The Iraqi Kurdish and federal Iraqi authorities must act urgently in the face of an imminent Turkish military offensive, the umbrella organisation Kurdistan Communities Union (KCK) have warned in a statement, in which they also called on Kurdish and all Iraqi citizens to hold their governments to account.
“The lack of reaction by Baghdad and Hewlêr (Erbil) against the Turkish occupation of southern Kurdistan and Iraqi territory is a very serious threat to the future of the communities living in Iraq,” the KCK’s foreign relations committee said in their statement. “The danger is that the Turkish occupation is permanent and will eventually turn into an annexation.”
The news came as observers in Iraq shared footage of Turkish soldiers walking through Kesta village in the Kurdistan Region of Iraq (KRI), stating that up to 300 Turkish tanks had crossed the border to the KRI in the last days.
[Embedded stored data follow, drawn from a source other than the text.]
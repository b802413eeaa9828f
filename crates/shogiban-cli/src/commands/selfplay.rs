use anyhow::Result;
use chrono::Local;
use shogiban_core::game::{GameStatus, WinReason};
use shogiban_core::{AiPlayer, AiSettings, Color, Difficulty, Game};

#[derive(Debug, Clone)]
pub struct SelfplayOptions {
    pub games: u32,
    pub max_plies: u32,
    pub black: Difficulty,
    pub white: Difficulty,
    pub seed: Option<u64>,
}

/// 1局を最後まで（または手数上限まで）指す
pub async fn play_one(base: &AiSettings, opts: &SelfplayOptions, seed: u64) -> Result<Game> {
    let player = |ai: Color, difficulty: Difficulty| {
        AiPlayer::new(AiSettings {
            difficulty,
            player_side: ai.opponent(),
            seed: Some(seed.wrapping_mul(2).wrapping_add(ai.index() as u64)),
            ..base.clone()
        })
    };
    let players = [player(Color::Black, opts.black), player(Color::White, opts.white)];

    let mut game = Game::new();
    while !game.is_over() && game.history().len() < opts.max_plies as usize {
        let side = game.position().side_to_move();
        let decision = players[side.index()].think(game.position()).await;
        log::debug!("{:>3} {side}: {decision}", game.ply());
        game.apply(decision)?;
    }
    Ok(game)
}

fn describe(status: GameStatus) -> String {
    match status {
        GameStatus::Finished {
            winner,
            reason: WinReason::KingCaptured,
        } => format!("{winner} wins by king capture"),
        GameStatus::Finished {
            winner,
            reason: WinReason::Resignation,
        } => format!("{winner} wins by resignation"),
        GameStatus::InProgress => "no result (ply limit)".to_string(),
    }
}

pub async fn run(base: &AiSettings, opts: &SelfplayOptions) -> Result<()> {
    let base_seed = opts.seed.unwrap_or_else(rand::random);
    log::info!(
        "selfplay: {} game(s), first={} second={} max_plies={} seed={base_seed}",
        opts.games,
        opts.black,
        opts.white,
        opts.max_plies
    );

    let mut wins = [0u32; Color::NUM];
    let mut unfinished = 0u32;
    for index in 0..opts.games {
        let started = Local::now();
        let game = play_one(base, opts, base_seed.wrapping_add(u64::from(index))).await?;
        let plies = game.history().len();
        match game.winner() {
            Some(winner) => wins[winner.index()] += 1,
            None => unfinished += 1,
        }
        println!(
            "[{}] game {}: {} after {plies} plies",
            started.format("%Y-%m-%d %H:%M:%S"),
            index + 1,
            describe(game.status())
        );
        println!("{}", game.position());
        println!("sfen {}", game.to_sfen());
    }

    println!(
        "result: first {} - second {} ({unfinished} unfinished)",
        wins[Color::Black.index()],
        wins[Color::White.index()]
    );
    Ok(())
}
//! 持ち駒

use super::PositionError;
use crate::types::PieceType;
use serde::{Deserialize, Serialize};
use std::collections::BTreeMap;

/// Pieces held in hand by one side, indexed in `PieceType::HAND` order.
///
/// Serialised as a map containing only non-zero counts, e.g. `{"P": 2, "R": 1}`.
#[derive(Clone, Copy, Debug, Default, PartialEq, Eq, Hash, Serialize, Deserialize)]
#[serde(into = "BTreeMap<PieceType, u8>", try_from = "BTreeMap<PieceType, u8>")]
pub struct Hand {
    counts: [u8; 7],
}

impl Hand {
    pub const fn new() -> Self {
        Hand { counts: [0; 7] }
    }

    /// 指定駒種の枚数（玉は常に0）
    #[inline]
    pub fn count(&self, piece_type: PieceType) -> u8 {
        piece_type.hand_index().map_or(0, |i| self.counts[i])
    }

    #[inline]
    pub fn has(&self, piece_type: PieceType) -> bool {
        self.count(piece_type) > 0
    }

    pub fn add(&mut self, piece_type: PieceType) -> Result<(), PositionError> {
        let i = piece_type.hand_index().ok_or(PositionError::KingInHand)?;
        self.counts[i] = self.counts[i].saturating_add(1);
        Ok(())
    }

    /// 1枚減らす。0枚なら `None` を返し、何も変更しない
    pub fn remove(&mut self, piece_type: PieceType) -> Option<()> {
        let i = piece_type.hand_index()?;
        self.counts[i] = self.counts[i].checked_sub(1)?;
        Some(())
    }

    /// (駒種, 枚数) を飛角金銀桂香歩の順に。0枚の駒種は含まない
    pub fn iter(&self) -> impl Iterator<Item = (PieceType, u8)> + '_ {
        PieceType::HAND
            .iter()
            .zip(self.counts.iter())
            .filter(|(_, n)| **n > 0)
            .map(|(pt, n)| (*pt, *n))
    }

    pub fn is_empty(&self) -> bool {
        self.counts.iter().all(|&n| n == 0)
    }

    /// 持ち駒の総数
    pub fn total(&self) -> u32 {
        self.counts.iter().map(|&n| u32::from(n)).sum()
    }
}

impl From<Hand> for BTreeMap<PieceType, u8> {
    fn from(hand: Hand) -> Self {
        hand.iter().collect()
    }
}

impl TryFrom<BTreeMap<PieceType, u8>> for Hand {
    type Error = PositionError;

    fn try_from(map: BTreeMap<PieceType, u8>) -> Result<Self, Self::Error> {
        let mut hand = Hand::new();
        for (pt, n) in map {
            let i = pt.hand_index().ok_or(PositionError::KingInHand)?;
            if n > pt.full_set_count() {
                return Err(PositionError::HandOverflow {
                    piece_type: pt,
                    count: n,
                });
            }
            hand.counts[i] = n;
        }
        Ok(hand)
    }
}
It was also recently reported that up to 15,000 Turkish soldiers had entered the semi-autonomous region in recent days, with the KCK themselves pointing to the continual arrival of heavy weapons and convoys into the KRI.
The KCK described a situation of de facto occupation, writing: “In the places it occupies, the Turkish army is attempting to establish forbidden zones where no one is permitted to enter. The Turkish military uses this strategy, among other things, to carry out a thorough campaign of rural evacuation and displacement.” This policy has resulted in the mass displacement of Kurdish youth and the death of thousands on the refugee trail, the KCK added.
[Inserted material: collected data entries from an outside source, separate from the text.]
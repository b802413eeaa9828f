//! Basic types: colors, squares, pieces and moves

mod color;
mod moves;
mod piece;
mod square;

pub use color::Color;
pub use moves::{Decision, Move};
pub use piece::{Piece, PieceType};
pub use square::Square;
Turkey has been involved in a long-standing conflict with Kurdish groups, particularly the Kurdistan Workers’ Party (PKK). The Turkish government has carried out numerous military operations against the PKK in neighbouring countries, including Iraq and Syria. In its statement, the KCK argues that Turkey’s intention to involve Iraq in its military campaigns is a direct violation of Iraq’s sovereignty and a threat to the stability of the region.
Addressing the Iraqi authorities in Baghdad, who recently held high-level meetings with Turkish military, intelligence and political chiefs before taking a joint public stance against the PKK, the KCK warned: “In a situation where the Turkish army already occupies thirty to forty kilometers of Iraqi territory, has established hundreds of military bases and outposts in these territories and uses the airspace and ground as it chooses, both Iraqi border security and Iraqi sovereignty have been breached.”
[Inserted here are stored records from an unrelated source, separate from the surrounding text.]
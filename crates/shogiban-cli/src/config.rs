//! CLI 設定ファイル
//!
//! ```toml
//! max_plies = 200
//!
//! [ai]
//! difficulty = "intermediate"
//! timeout_ms = 10000
//! min_thinking_ms = 0
//! seed = 7
//! ```

use std::path::Path;

use anyhow::{Context, Result};
use serde::{Deserialize, Serialize};
use shogiban_core::{AiSettings, Difficulty};

/// 千日手判定がないので対局は手数で打ち切る
pub const DEFAULT_MAX_PLIES: u32 = 256;

#[derive(Debug, Clone, PartialEq, Serialize, Deserialize)]
#[serde(default)]
pub struct CliConfig {
    pub ai: AiSettings,
    pub max_plies: u32,
}

impl Default for CliConfig {
    fn default() -> Self {
        CliConfig {
            ai: AiSettings {
                // CLI では待ち時間を入れない
                min_thinking_ms: Some(0),
                ..AiSettings::default()
            },
            max_plies: DEFAULT_MAX_PLIES,
        }
    }
}

impl CliConfig {
    pub fn load(path: &Path) -> Result<Self> {
        let text = std::fs::read_to_string(path)
            .with_context(|| format!("failed to read config {}", path.display()))?;
        Self::parse(&text).with_context(|| format!("invalid config {}", path.display()))
    }

    pub fn parse(text: &str) -> Result<Self> {
        Ok(toml::from_str(text)?)
    }

    /// 設定ファイルの AI 設定にコマンドライン引数を上書きしたもの
    pub fn ai_settings(&self, difficulty: Option<Difficulty>, seed: Option<u64>) -> AiSettings {
        AiSettings {
            difficulty: difficulty.unwrap_or(self.ai.difficulty),
            seed: seed.or(self.ai.seed),
            ..self.ai.clone()
        }
    }
}

#[cfg(test)]
mod tests {
    use super::*;
    use shogiban_core::Color;

    #[test]
    fn test_empty_config_uses_defaults() {
        let config = CliConfig::parse("").unwrap();
        assert_eq!(config, CliConfig::default());
        assert_eq!(config.ai.min_thinking_ms, Some(0));
    }

    #[test]
    fn test_partial_ai_section() {
        let config = CliConfig::parse(
            r#"
            max_plies = 120

            [ai]
            difficulty = "advanced"
            player_side = "second"
            seed = 3
            "#,
        )
        .unwrap();
        assert_eq!(config.max_plies, 120);
        assert_eq!(config.ai.difficulty, Difficulty::Advanced);
        assert_eq!(config.ai.player_side, Color::White);
        assert_eq!(config.ai.seed, Some(3));
        // 指定のない項目は AiSettings の既定値
        assert_eq!(config.ai.timeout_ms, 30_000);
        assert_eq!(config.ai.min_thinking_ms, None);
    }

    #[test]
    fn test_flags_override_file() {
        let config = CliConfig::parse("[ai]\ndifficulty = \"intermediate\"\nseed = 1\n").unwrap();
        let settings = config.ai_settings(Some(Difficulty::Beginner), None);
        assert_eq!(settings.difficulty, Difficulty::Beginner);
        assert_eq!(settings.seed, Some(1));
        assert_eq!(config.ai_settings(None, Some(9)).seed, Some(9));
    }

    #[test]
    fn test_unknown_difficulty_is_rejected() {
        assert!(CliConfig::parse("[ai]\ndifficulty = \"grandmaster\"\n").is_err());
    }
}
This situation would particularly harm Iraq’s millions of Kurds, the KCK said, condemning the role of Iraqi Kurdistan’s dominant Kurdistan Democratic Party (KDP) in facilitating Turkey’s occupation of Kurdish soil. “The Kurdish people should be highly conscious of the KDP’s corrupt and sinister links with the genocidal Turkish regime,” said the KCK. “It has become evident that the KDP have no interest in protecting the Kurdish identity; they are primarily concerned with building their own fortune and that of their families.”
Given the reality of ongoing political, economic and security collaboration between the KRI’s governing authorities, Baghdad and the Turkish occupying forces, the KCK concluded their statement with a call to “Iraqi political parties, media, journalists, tribes, faith groups, intellectuals, writers, academics and society,” and particularly the “patriotic Kurdish youth”, to take a stand.
“The genocidal-colonialist Turkish state is openly seizing and annexing the lands of southern Kurdistan before the eyes of the world, disregarding international law and moral standards, they wrote. “The most essential obligation of every Kurd and Iraqi citizen is to resist against this.”